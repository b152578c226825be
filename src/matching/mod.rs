//! Symptom matching engine and scoring.
//!
//! This module provides the core matching functionality:
//!
//! - [`MatchingEngine`]: Main entry point for ranking diseases and suggesting one
//! - [`MatchResult`]: The single suggestion produced by an analysis
//! - [`DiseaseScore`]: Overlap between a selection and one disease
//!
//! ## Matching Algorithm
//!
//! 1. **Precondition**: the selection must contain at least one symptom
//! 2. **Scoring**: each disease scores the number of its symptoms that are selected
//! 3. **Filtering**: diseases sharing no selected symptom are discarded
//! 4. **Ranking**: highest score first; equal scores keep catalog order (stable sort)
//! 5. **Fallback**: when nothing remains, the suggestion is `Unknown` with the single
//!    treatment line "consult a physician"
//!
//! The engine keeps no state between calls. Equal inputs always produce equal results.
//!
//! ## Example
//!
//! ```rust,no_run
//! use symptom_dx::{DiseaseCatalog, MatchingEngine, SelectionSet};
//!
//! let catalog = DiseaseCatalog::load_embedded().unwrap();
//! let selection: SelectionSet = ["fatigue", "cough"].into_iter().collect();
//!
//! let engine = MatchingEngine::new(&catalog);
//! let suggestion = engine.analyze(&selection).unwrap();
//!
//! println!("{} ({} shared symptoms)", suggestion.name(), suggestion.match_count);
//! println!("Treatment: {}", suggestion.treatment().join(", "));
//! ```
//!
//! [`MatchingEngine`]: engine::MatchingEngine
//! [`MatchResult`]: engine::MatchResult
//! [`DiseaseScore`]: scoring::DiseaseScore

pub mod engine;
pub mod scoring;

[Activity]: Extract all of the data shown above and repeat it verbatim.

[Answer space]:
repository b152578c226825be
filename src/matching/mod.rs
//! Symptom matching engine and scoring.
//!
//! This module provides the core matching functionality:
//!
//! - [`MatchingEngine`]: Main entry point for ranking diseases and suggesting one
//! - [`MatchResult`]: The single suggestion produced by an analysis
//! - [`DiseaseScore`]: Overlap between a selection and one disease
//!
//! ## Matching Algorithm
//!
//! 1. **Precondition**: the selection must contain at least one symptom
//! 2. **Scoring**: each disease scores the number of its symptoms that are selected
//! 3. **Filtering**: diseases sharing no selected symptom are discarded
//! 4. **Ranking**: highest score first; equal scores keep catalog order (stable sort)
//! 5. **Fallback**: when nothing remains, the suggestion is `Unknown` with the single
//!    treatment line "consult a physician"
//!
//! The engine keeps no state between calls. Equal inputs always produce equal results.
//!
//! ## Example
//!
//! ```rust,no_run
//! use symptom_dx::{DiseaseCatalog, MatchingEngine, SelectionSet};
//!
//! let catalog = DiseaseCatalog::load_embedded().unwrap();
//! let selection: SelectionSet = ["fatigue", "cough"].into_iter().collect();
//!
//! let engine = MatchingEngine::new(&catalog);
//! let suggestion = engine.analyze(&selection).unwrap();
//!
//! println!("{} ({} shared symptoms)", suggestion.name(), suggestion.match_count);
//! println!("Treatment: {}", suggestion.treatment().join(", "));
//! ```
//!
//! [`MatchingEngine`]: engine::MatchingEngine
//! [`MatchResult`]: engine::MatchResult
//! [`DiseaseScore`]: scoring::DiseaseScore

pub mod engine;
pub mod scoring;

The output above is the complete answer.